Before I Fall hooked me from page 1 and stayed up into the wee hours of the night reading it.  I was engrossed in the novel and eager to see if Sam would finally manage to salvage the day and night.  If you’re a fan of YA, I’d highly recommend this novel.  But don’t just take my word for it–here are some review excerpts and links from some great book bloggers:

Rhapsody in Books: I was not expecting this: a page-turner that I couldn’t put down; a sophisticated plot unfolding like a flower to improve upon a boilerplate scaffold; a poignant journey that touched my heart; and a book that left me feeling both sad and happy.

Life With Books: With a gripping premise that lives up to its promise, Before I Fall is one of the few Young Adult books that I thought got it right. If you’re an older reader, this book will take you back to your own teenage years and you’ll find yourself hoping and praying that Sam figures things out. If you are a young adult (or have one in your life), my guess is you will find a lot of food for thought as Sam struggles to make sense of her world.

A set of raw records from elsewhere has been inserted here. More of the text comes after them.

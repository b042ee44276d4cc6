//! Catalog entry records

use std::fmt;
use std::path::Path;

use serde::{Deserialize, Serialize};

/// How demanding an example is for a newcomer
#[derive(Debug, Clone, Copy, PartialEq, Eq, Hash, Default, Serialize, Deserialize)]
pub enum Difficulty {
    Beginner,
    #[default]
    Intermediate,
    Advanced,
}

impl Difficulty {
    pub fn as_str(&self) -> &'static str {
        match self {
            Difficulty::Beginner => "Beginner",
            Difficulty::Intermediate => "Intermediate",
            Difficulty::Advanced => "Advanced",
        }
    }
}

impl fmt::Display for Difficulty {
    fn fmt(&self, f: &mut fmt::Formatter<'_>) -> fmt::Result {
        f.write_str(self.as_str())
    }
}

/// One named example: its metadata and the repository paths it points at.
///
/// Paths are relative to the repository root. Nothing here checks that they
/// exist; callers do that right before use.
#[derive(Debug, Clone, PartialEq, Eq, Serialize, Deserialize)]
#[serde(rename_all = "camelCase")]
pub struct ExampleEntry {
    pub key: String,
    pub title: String,
    pub description: String,
    /// Contract source file
    #[serde(alias = "contract")]
    pub source_path: String,
    #[serde(alias = "test")]
    pub test_path: String,
    /// Where the generated documentation page goes
    #[serde(alias = "output")]
    pub output_doc_path: String,
    pub category: String,
    #[serde(default)]
    pub difficulty: Difficulty,
}

impl ExampleEntry {
    /// File name of the contract source, e.g. `FHECounter.sol`
    pub fn source_file_name(&self) -> &str {
        file_name(&self.source_path)
    }

    /// File name of the test, e.g. `FHECounter.ts`
    pub fn test_file_name(&self) -> &str {
        file_name(&self.test_path)
    }

    /// Directory slug used for cross-links between doc pages
    pub fn category_slug(&self) -> String {
        self.category
            .to_lowercase()
            .split_whitespace()
            .collect::<Vec<_>>()
            .join("-")
    }
}

fn file_name(path: &str) -> &str {
    Path::new(path)
        .file_name()
        .and_then(|name| name.to_str())
        .unwrap_or(path)
}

Reading is Bliss: This was the shortest 480 pages I have ever read.  I couldn’t help but want to spend more time with Sam as she fumbled her way through what’s right and what’s wrong in life. Woven within the pages was the perfect blend of suspense, heartbreak, and little moments that really make you think about the meaning of life and of course little life lessons are thrown in along the way.

The Infinite Shelf: It’s true I approached Before I Fall thinking of Groundhog Day…but there is much more to this novel … In fact, the book is much more serious than humorous. Oliver managed to create a story that’s heartfelt and filled with a certain hope, too, while avoiding the over-the-top drama.

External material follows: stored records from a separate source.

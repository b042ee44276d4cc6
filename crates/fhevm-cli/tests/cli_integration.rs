//! Integration tests for the fhevm-examples binary

use std::fs;
use std::path::Path;

use assert_cmd::Command;
use predicates::prelude::*;
use tempfile::TempDir;

const COUNTER_SOL: &str = "contract FHECounter {\n    function increment() external {}\n    function getCount() external view returns (uint32) {}\n}\n";

fn write(root: &Path, relative: &str, contents: &str) {
    let path = root.join(relative);
    fs::create_dir_all(path.parent().unwrap()).unwrap();
    fs::write(path, contents).unwrap();
}

/// Repository with the hardhat template and the built-in fhe-counter sources
fn fixture_repo() -> TempDir {
    let dir = tempfile::tempdir().unwrap();
    let root = dir.path();
    write(root, "fhevm-hardhat-template/package.json", "{\"name\":\"template\"}");
    write(root, "fhevm-hardhat-template/contracts/Placeholder.sol", "contract P {}");
    write(root, "fhevm-hardhat-template/test/Placeholder.ts", "");
    write(root, "contracts/basic/FHECounter.sol", COUNTER_SOL);
    write(root, "test/basic/FHECounter.ts", "describe('FHECounter', () => {});");
    dir
}

fn cli(root: &Path) -> Command {
    let mut cmd = Command::cargo_bin("fhevm-examples").unwrap();
    cmd.env_remove("FHEVM_EXAMPLES_ROOT")
        .env_remove("RUST_LOG")
        .arg("--root")
        .arg(root);
    cmd
}

// ================================================================
// catalog listing
// ================================================================

#[test]
fn bare_invocation_lists_catalog() {
    let dir = tempfile::tempdir().unwrap();
    cli(dir.path())
        .assert()
        .success()
        .stdout(predicate::str::contains("Available examples:"))
        .stdout(predicate::str::contains("fhe-counter"))
        .stdout(predicate::str::contains("confidential-governor"));
}

#[test]
fn help_lists_builtin_catalog() {
    let dir = tempfile::tempdir().unwrap();
    cli(dir.path())
        .arg("--help")
        .assert()
        .success()
        .stdout(predicate::str::contains("Built-in examples"))
        .stdout(predicate::str::contains("blind-auction"));
}

#[test]
fn list_groups_by_category() {
    let dir = tempfile::tempdir().unwrap();
    cli(dir.path())
        .arg("list")
        .assert()
        .success()
        .stdout(predicate::str::contains("OpenZeppelin"))
        .stdout(predicate::str::contains("25 examples"));
}

// ================================================================
// create command
// ================================================================

#[test]
fn create_unknown_key_fails_and_lists_keys() {
    let dir = tempfile::tempdir().unwrap();
    let mut assert = cli(dir.path())
        .args(["create", "no-such-example"])
        .assert()
        .failure()
        .code(1)
        .stderr(predicate::str::contains("Unknown example: no-such-example"));
    for key in ["fhe-counter", "handle-reuse", "vesting-wallet-confidential"] {
        assert = assert.stderr(predicate::str::contains(format!("  - {}", key)));
    }
    assert!(!dir.path().join("output").exists());
}

#[test]
fn create_scaffolds_project_and_prints_next_steps() {
    let repo = fixture_repo();
    let dest = repo.path().join("out/counter");

    cli(repo.path())
        .arg("create")
        .arg("fhe-counter")
        .arg(&dest)
        .assert()
        .success()
        .stdout(predicate::str::contains("Next steps:"))
        .stdout(predicate::str::contains("npm run compile"));

    assert!(dest.join("contracts/FHECounter.sol").is_file());
    assert!(!dest.join("contracts/Placeholder.sol").exists());
    assert!(dest.join("scripts/quick-interact.ts").is_file());
}

#[test]
fn create_into_existing_destination_fails() {
    let repo = fixture_repo();
    let dest = repo.path().join("taken");
    fs::create_dir_all(&dest).unwrap();

    cli(repo.path())
        .arg("create")
        .arg("fhe-counter")
        .arg(&dest)
        .assert()
        .failure()
        .code(1)
        .stderr(predicate::str::contains("Output directory already exists"));

    assert_eq!(fs::read_dir(&dest).unwrap().count(), 0);
}

// ================================================================
// docs command
// ================================================================

#[test]
fn docs_exits_nonzero_when_an_entry_fails() {
    let dir = tempfile::tempdir().unwrap();
    let root = dir.path();
    write(root, "contracts/B.sol", COUNTER_SOL);
    write(
        root,
        "catalog.json",
        r#"[
  {"key": "a", "title": "A", "description": "missing source", "sourcePath": "contracts/A.sol",
   "testPath": "test/A.ts", "outputDocPath": "docs/basic/a.md", "category": "Basic"},
  {"key": "b", "title": "B", "description": "present source", "sourcePath": "contracts/B.sol",
   "testPath": "test/B.ts", "outputDocPath": "docs/basic/b.md", "category": "Basic"}
]"#,
    );

    cli(root)
        .arg("--catalog")
        .arg(root.join("catalog.json"))
        .arg("docs")
        .assert()
        .failure()
        .code(1)
        .stdout(predicate::str::contains("Success: 1, Errors: 1, Total: 2"));

    assert!(root.join("docs/basic/b.md").is_file());
    assert!(!root.join("docs/basic/a.md").exists());
    assert!(root.join("docs/SUMMARY.md").is_file());
}

// ================================================================
// generators
// ================================================================

#[test]
fn functions_json_lists_descriptors() {
    let dir = tempfile::tempdir().unwrap();
    write(dir.path(), "Counter.sol", COUNTER_SOL);

    cli(dir.path())
        .arg("functions")
        .arg(dir.path().join("Counter.sol"))
        .arg("--json")
        .assert()
        .success()
        .stdout(predicate::str::contains("\"name\": \"increment\""))
        .stdout(predicate::str::contains("\"isViewOrPure\": true"));
}

#[test]
fn interact_missing_contract_fails() {
    let dir = tempfile::tempdir().unwrap();
    cli(dir.path())
        .arg("interact")
        .arg(dir.path().join("Missing.sol"))
        .assert()
        .failure()
        .stderr(predicate::str::contains("Contract not found"));
}
use std::collections::BTreeMap;
use std::fs;
use std::path::{Path, PathBuf};

use walkdir::WalkDir;

/// Every file under `dir` keyed by relative path, with its bytes
pub fn snapshot(dir: &Path) -> BTreeMap<PathBuf, Vec<u8>> {
    WalkDir::new(dir)
        .into_iter()
        .map(|e| e.expect("Failed to walk directory"))
        .filter(|e| e.file_type().is_file())
        .map(|e| {
            let relative = e.path().strip_prefix(dir).unwrap().to_path_buf();
            let bytes = fs::read(e.path()).unwrap();
            (relative, bytes)
        })
        .collect()
}

/// Files directly inside `dir` with the given extension
pub fn files_with_extension(dir: &Path, ext: &str) -> Vec<String> {
    let mut names: Vec<String> = fs::read_dir(dir)
        .expect(&format!("Failed to read {}", dir.display()))
        .filter_map(|entry| entry.ok())
        .map(|entry| entry.path())
        .filter(|path| path.extension().and_then(|e| e.to_str()) == Some(ext))
        .filter_map(|path| path.file_name()?.to_str().map(String::from))
        .collect();
    names.sort();
    names
}

/// Assert that `text` contains `needle`, showing the text on failure
pub fn assert_contains(text: &str, needle: &str) {
    assert!(
        text.contains(needle),
        "Expected to find {:?} in:\n{}",
        needle,
        text
    );
}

  1. I just ordered Before I Fall for my Kindle for my Hawaii trip. So far I haven’t had a chance to read it but I’m really looking forward to it after reading your review.

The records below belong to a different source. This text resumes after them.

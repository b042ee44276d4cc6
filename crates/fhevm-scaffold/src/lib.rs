//! FHEVM Scaffold - Filesystem side of the examples tooling
//!
//! Everything that touches disk lives here: copying template trees,
//! materializing a standalone example project from the catalog, batch
//! documentation generation, and writing standalone scripts. Text is produced
//! by `fhevm-codegen`; this crate decides where it goes.

mod copy;
mod docgen;
mod error;
mod layout;
mod materialize;
mod scripts;

pub use copy::{copy_tree, EXCLUDED_DIRS};
pub use docgen::{DocsGenerator, DocsTally};
pub use error::{Result, ScaffoldError};
pub use layout::WorkspaceLayout;
pub use materialize::{Materialized, Materializer, FRONTEND_ENV, HOMEPAGE_BASE};
pub use scripts::{make_executable, read_source, render_component, write_file, write_quick_interact};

  2. I was so impressed with the author, as you know! Usually if characters are that unlikeable (as they were in the beginning) I wouldn’t have the slightest interest in reading the book. But I was also hooked from the beginning, and so glad I was. This is definitely on my list of Top Ten Books I Read in 2010!

  3. This book has been on my shelves too long – I’ve got to give it a try soon!

  4. Great review- I’m definitely going to have to add this to my TBR pile!

  5. This one is definitely on my “must read” list! I’m worried it’s going to get me crying, but sometimes that’s good, too.

  6. I can’t wait to read this one! I need to make sure I get to it sooner, rather than later. I cannot imagine reliving any of my high school days over and over again!!

  7. This books sounds so good. I had it on my list to read “someday” but then after Jill’s review and now yours.. I’d be one dumb bunny not to pick it up.

  8. I love that your students come to you for recommendations … and that your experience in a high school helps you to realize that Oliver got it right. (I thought she did too .. but I didn’t know for sure.) Jill at Rhapsody turned so many of us on to this book … and we’re all loving it. Ghosts of Departure Point sounds kind of interesting too … despite the cheesy looking cover!

    Thanks for the link too.

  9. it’s great to share good reads with my kiddos! i work in a private school, very family-ish, and i love it.

    as for the ghosts of departure point–the cover is pure cheese, but it’s one of those books from my childhood that i LOVE. i actually remember reading it to my little sister over the course of an entire sunday afternoon when we were preteens. she loved it, too. 🙂

  10. thank you so much for your terrific review which led me to this book. i thoroughly enjoyed it and am looking forward to oliver’s new book in 2011! 🙂

  11. This and Delirium are for my Not-So-Bebe Girl Autumn’s Christmas book box. You’re right … teen readers don’t like YA that rushes character development, and the subject of bullying is an important one, so thanks for the review!